Orbene, sul punto, si osserva come l’esercizio, in particolar modo a livello agonistico, di una disciplina sportiva che implichi l’uso necessario o anche solo eventuale della forza fisica, costituisce un’attività rischiosa consentita dall’ordinamento, a condizione che il rischio sia controbilanciato da adeguate misure prevenzionali sia sotto forma di regole precauzionali, che dall’imposizione di obblighi di cure e trattamento a carico delle società sportive operanti. In tal senso si era già espressa la Cassazione con sentenza n. 20595/2010 ove statuiva che: “il rischio qui preso in considerazione sia relativo e non assoluto, in quanto posto a fronte di un vantaggio sociale del pari relativo e non assoluto e come il bilanciamento di interessi contrapposti imponga uno scrupoloso rispetto delle regole cautelari” con la conseguenza che “il rischio accettato non ricomprende le azioni volontarie poste al di fuori dell’azione di gico o anche solo non finalizzate alla predetta azione e neppure quelle tali da apparire sproporzionate ex ante, in quanto ne sia soggettivamente percepibile la lesività”.

A questo punto è possibile ricavare un quadro più completo della scriminante dell’accettazione del rischio nell’attività sportiva: in primo luogo, la scriminante copre azioni dirette a ledere l’incolumità del competitore solo nelle discipline a violenza necessaria o indispensabile, salvo ovviamente il rispetto rigoroso della disciplina cautelare di settore (in ogni caso la scriminante non opera se si accerta che lo scopo dell’agente non era quello di prevalere sul piano sportivo). Occorre poi il rispetto della regola della proporzionalità dell’ardore agonistico al rilievo della vicenda sportiva e l’eventualità che venga violata una delle regole del gioco costituisce evenienza preventivamente nota ed accettata dai competitori, i quali rimettono alla decisione dell’arbitro la risoluzione dell’antigiuridicità, che non tracima dall’ordinamento sportivo a quello generale. In ogni caso, ove il fatto violento, pur conforme alle regole del gioco, sia diretto ad uno scopo estraneo al finalismo dell’azione sportiva, l’esimente non opera. Infine la scriminante in oggetto non potrà trovare applicazione nei casi in cui il fatto violento appaia inidoneo, ex ante, a perseguire lo scopo sportivo e ancora quando l’azione violenta venga commessa nonostante risulti percepibile da parte dell’agente, la prevedibile lesione dell’integrità fisica del competitore.

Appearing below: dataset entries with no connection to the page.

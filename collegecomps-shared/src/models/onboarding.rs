/// Answers collected by the post-signup onboarding flow
///
/// One row per user in `user_preferences`. Saving replaces the onboarding
/// answers and marks onboarding as completed.

use chrono::{DateTime, Utc};
use serde::{Deserialize, Serialize};
use serde_json::Value;
use sqlx::types::Json;
use sqlx::SqlitePool;

#[derive(Debug, Clone, Serialize, Deserialize, sqlx::FromRow)]
pub struct OnboardingPreferences {
    pub intended_major: Option<String>,
    pub degree_level: Option<String>,
    pub target_schools: Json<Value>,
    pub expected_graduation_year: Option<i64>,
    pub preferred_state: Option<String>,
    pub max_tuition: Option<i64>,
    pub preferred_programs: Json<Value>,
    pub onboarding_completed: bool,
    pub updated_at: DateTime<Utc>,
}

#[derive(Debug, Clone, Default, Serialize, Deserialize)]
pub struct SaveOnboarding {
    pub intended_major: Option<String>,
    pub degree_level: Option<String>,
    pub target_schools: Option<Value>,
    pub expected_graduation_year: Option<i64>,
}

impl OnboardingPreferences {
    pub async fn find_by_user(pool: &SqlitePool, user_id: i64) -> Result<Option<Self>, sqlx::Error> {
        sqlx::query_as::<_, OnboardingPreferences>(
            r#"
            SELECT intended_major, degree_level, target_schools, expected_graduation_year,
                   preferred_state, max_tuition, preferred_programs, onboarding_completed,
                   updated_at
            FROM user_preferences
            WHERE user_id = ?
            "#,
        )
        .bind(user_id)
        .fetch_optional(pool)
        .await
    }

    /// Stores the onboarding answers and sets `onboarding_completed`
    ///
    /// `preferred_state`, `max_tuition` and `preferred_programs` are not part
    /// of the onboarding form and keep their stored values.
    pub async fn save(
        pool: &SqlitePool,
        user_id: i64,
        data: SaveOnboarding,
    ) -> Result<Self, sqlx::Error> {
        let target_schools = match data.target_schools {
            Some(Value::Null) | None => Value::Array(Vec::new()),
            Some(schools) => schools,
        };

        sqlx::query_as::<_, OnboardingPreferences>(
            r#"
            INSERT INTO user_preferences
                (user_id, intended_major, degree_level, target_schools,
                 expected_graduation_year, onboarding_completed)
            VALUES (?, ?, ?, ?, ?, 1)
            ON CONFLICT(user_id) DO UPDATE SET
                intended_major = excluded.intended_major,
                degree_level = excluded.degree_level,
                target_schools = excluded.target_schools,
                expected_graduation_year = excluded.expected_graduation_year,
                onboarding_completed = 1,
                updated_at = CURRENT_TIMESTAMP
            RETURNING intended_major, degree_level, target_schools, expected_graduation_year,
                      preferred_state, max_tuition, preferred_programs, onboarding_completed,
                      updated_at
            "#,
        )
        .bind(user_id)
        .bind(data.intended_major)
        .bind(data.degree_level)
        .bind(Json(target_schools))
        .bind(data.expected_graduation_year)
        .fetch_one(pool)
        .await
    }
}
/// Integration tests for support tickets, the inbound email webhook and the
/// staff queue

mod common;

use axum::http::StatusCode;
use collegecomps_shared::models::support_ticket::SupportTicket;
use common::TestContext;
use serde_json::json;

fn ticket_body() -> serde_json::Value {
    json!({
        "subject": "Cannot export comparison",
        "category": "technical",
        "description": "The CSV download never starts.",
    })
}

#[tokio::test]
async fn test_create_ticket_sets_priority_and_emails() {
    let ctx = TestContext::new().await.unwrap();
    let free = ctx.random_user().await.unwrap();
    let premium = ctx.premium_user().await.unwrap();

    let response = ctx
        .post("/api/support/tickets", ticket_body(), Some(&ctx.token_for(&free)))
        .await;
    assert_eq!(response.status, StatusCode::CREATED, "{}", response.text);
    assert_eq!(response.body["ticket"]["priority"], "low");

    let confirmation = ctx.outbox.last_to(&free.email).expect("confirmation email");
    let ticket_id = response.body["ticket"]["id"].as_i64().unwrap();
    assert!(confirmation.subject.contains(&format!("#{}", ticket_id)));

    let response = ctx
        .post("/api/support/tickets", ticket_body(), Some(&ctx.token_for(&premium)))
        .await;
    assert_eq!(response.body["ticket"]["priority"], "normal");
}

#[tokio::test]
async fn test_create_ticket_requires_fields() {
    let ctx = TestContext::new().await.unwrap();
    let user = ctx.random_user().await.unwrap();

    let response = ctx
        .post(
            "/api/support/tickets",
            json!({ "subject": "Help", "category": "billing" }),
            Some(&ctx.token_for(&user)),
        )
        .await;

    assert_eq!(response.status, StatusCode::BAD_REQUEST);
}

#[tokio::test]
async fn test_tickets_are_owner_scoped() {
    let ctx = TestContext::new().await.unwrap();
    let owner = ctx.random_user().await.unwrap();
    let other = ctx.random_user().await.unwrap();

    let created = ctx
        .post("/api/support/tickets", ticket_body(), Some(&ctx.token_for(&owner)))
        .await;
    let ticket_id = created.body["ticket"]["id"].as_i64().unwrap();
    let uri = format!("/api/support/tickets/{}", ticket_id);

    let response = ctx.get(&uri, Some(&ctx.token_for(&other))).await;
    assert_eq!(response.status, StatusCode::NOT_FOUND);

    let response = ctx.get(&uri, Some(&ctx.token_for(&owner))).await;
    assert_eq!(response.status, StatusCode::OK);
    assert_eq!(response.body["ticket"]["subject"], "Cannot export comparison");
}

#[tokio::test]
async fn test_owner_status_changes() {
    let ctx = TestContext::new().await.unwrap();
    let owner = ctx.random_user().await.unwrap();
    let token = ctx.token_for(&owner);

    let created = ctx.post("/api/support/tickets", ticket_body(), Some(&token)).await;
    let ticket_id = created.body["ticket"]["id"].as_i64().unwrap();
    let uri = format!("/api/support/tickets/{}", ticket_id);

    let response = ctx.patch(&uri, json!({ "status": "resolved" }), Some(&token)).await;
    assert_eq!(response.status, StatusCode::BAD_REQUEST);

    let response = ctx.patch(&uri, json!({ "status": "closed" }), Some(&token)).await;
    assert_eq!(response.status, StatusCode::OK, "{}", response.text);
    assert_eq!(response.body["message"], "Ticket closed successfully");

    // A reply on a closed ticket reopens it
    let response = ctx
        .post(&uri, json!({ "message": "Still broken" }), Some(&token))
        .await;
    assert_eq!(response.status, StatusCode::OK, "{}", response.text);

    let ticket = SupportTicket::find_by_id(&ctx.db, ticket_id).await.unwrap().unwrap();
    assert_eq!(ticket.status, "reopened");
    assert_eq!(ticket.response_count, 1);
}

#[tokio::test]
async fn test_email_webhook_checks_sender() {
    let ctx = TestContext::new().await.unwrap();
    let owner = ctx.random_user().await.unwrap();

    let created = ctx
        .post("/api/support/tickets", ticket_body(), Some(&ctx.token_for(&owner)))
        .await;
    let ticket_id = created.body["ticket"]["id"].as_i64().unwrap();
    let subject = format!("Re: [Ticket #{}] Cannot export comparison", ticket_id);

    let spoofed = ctx
        .post(
            "/api/support/email-webhook",
            json!({ "from": "Mallory <mallory@example.com>", "subject": subject, "text": "hi" }),
            None,
        )
        .await;
    assert_eq!(spoofed.status, StatusCode::FORBIDDEN);

    let no_number = ctx
        .post(
            "/api/support/email-webhook",
            json!({ "from": owner.email, "subject": "Re: hello", "text": "hi" }),
            None,
        )
        .await;
    assert_eq!(no_number.status, StatusCode::BAD_REQUEST);

    let unknown = ctx
        .post(
            "/api/support/email-webhook",
            json!({ "from": owner.email, "subject": "Re: [Ticket #999999]", "text": "hi" }),
            None,
        )
        .await;
    assert_eq!(unknown.status, StatusCode::NOT_FOUND);

    let accepted = ctx
        .post(
            "/api/support/email-webhook",
            json!({
                "from": format!("Owner <{}>", owner.email.to_uppercase()),
                "subject": subject,
                "text": "Here is a screenshot",
            }),
            None,
        )
        .await;
    assert_eq!(accepted.status, StatusCode::OK, "{}", accepted.text);
    assert_eq!(accepted.body["ticketId"], ticket_id);

    let messages = SupportTicket::messages(&ctx.db, ticket_id).await.unwrap();
    assert_eq!(messages.len(), 1);
    assert_eq!(messages[0].message, "Here is a screenshot");
    assert!(!messages[0].is_staff);

    let status = ctx.get("/api/support/email-webhook", None).await;
    assert_eq!(status.body["status"], "ok");
}

#[tokio::test]
async fn test_staff_queue() {
    let ctx = TestContext::new().await.unwrap();
    let customer = ctx.random_user().await.unwrap();
    let staff = ctx.create_user("agent@staff.collegecomps.com").await.unwrap();

    let created = ctx
        .post("/api/support/tickets", ticket_body(), Some(&ctx.token_for(&customer)))
        .await;
    let ticket_id = created.body["ticket"]["id"].as_i64().unwrap();

    let denied = ctx
        .get("/api/admin/support/tickets", Some(&ctx.token_for(&customer)))
        .await;
    assert_eq!(denied.status, StatusCode::FORBIDDEN);

    let token = ctx.token_for(&staff);
    let queue = ctx.get("/api/admin/support/tickets?status=open", Some(&token)).await;
    assert_eq!(queue.status, StatusCode::OK, "{}", queue.text);
    assert_eq!(queue.body["tickets"].as_array().map(Vec::len), Some(1));
    assert_eq!(queue.body["stats"]["open_tickets"], 1);

    let uri = format!("/api/admin/support/tickets/{}", ticket_id);
    let reply = ctx
        .post(&uri, json!({ "message": "Try a different browser." }), Some(&token))
        .await;
    assert_eq!(reply.status, StatusCode::OK, "{}", reply.text);

    let notice = ctx.outbox.last_to(&customer.email).expect("reply email");
    assert!(notice.html.contains("Try a different browser."));

    let invalid = ctx.patch(&uri, json!({ "priority": "critical" }), Some(&token)).await;
    assert_eq!(invalid.status, StatusCode::BAD_REQUEST);

    let updated = ctx
        .patch(&uri, json!({ "status": "in_progress", "priority": "high" }), Some(&token))
        .await;
    assert_eq!(updated.status, StatusCode::OK, "{}", updated.text);

    let ticket = SupportTicket::find_by_id(&ctx.db, ticket_id).await.unwrap().unwrap();
    assert_eq!(ticket.status, "in_progress");
    assert_eq!(ticket.priority, "high");
    assert!(ticket.first_response_at.is_some());
}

In conclusione, nel caso di specie, gli Ermellini hanno ritenuto che l’infortunio fosse maturato in un frangente del gioco particolarmente intenso, a riguardo di un azione di gioco decisiva, nonché in un incontro di estremo rilievo; ne conseguiva che la condotta dell’imputato, diretta a colpire il pallone, venisse ritenuta meritevole di mera censura intranea all’ordinamento sportivo, non già perché smodatamente violenta, bensì perché, mal calcolando la tempistica, invece che cogliere il pallone, aveva finito per colpire la gamba dell’avversario, non sconfinando tuttavia certamente dal perimetro coperto dalla scriminante sopra illustrata.

Pertanto venuta meno l’antigiuridicità del fatto la Suprema Corte di Cassazione, annullava senza rinvio la sentenza perché il fatto ascritto all’imputato non costituisce reato.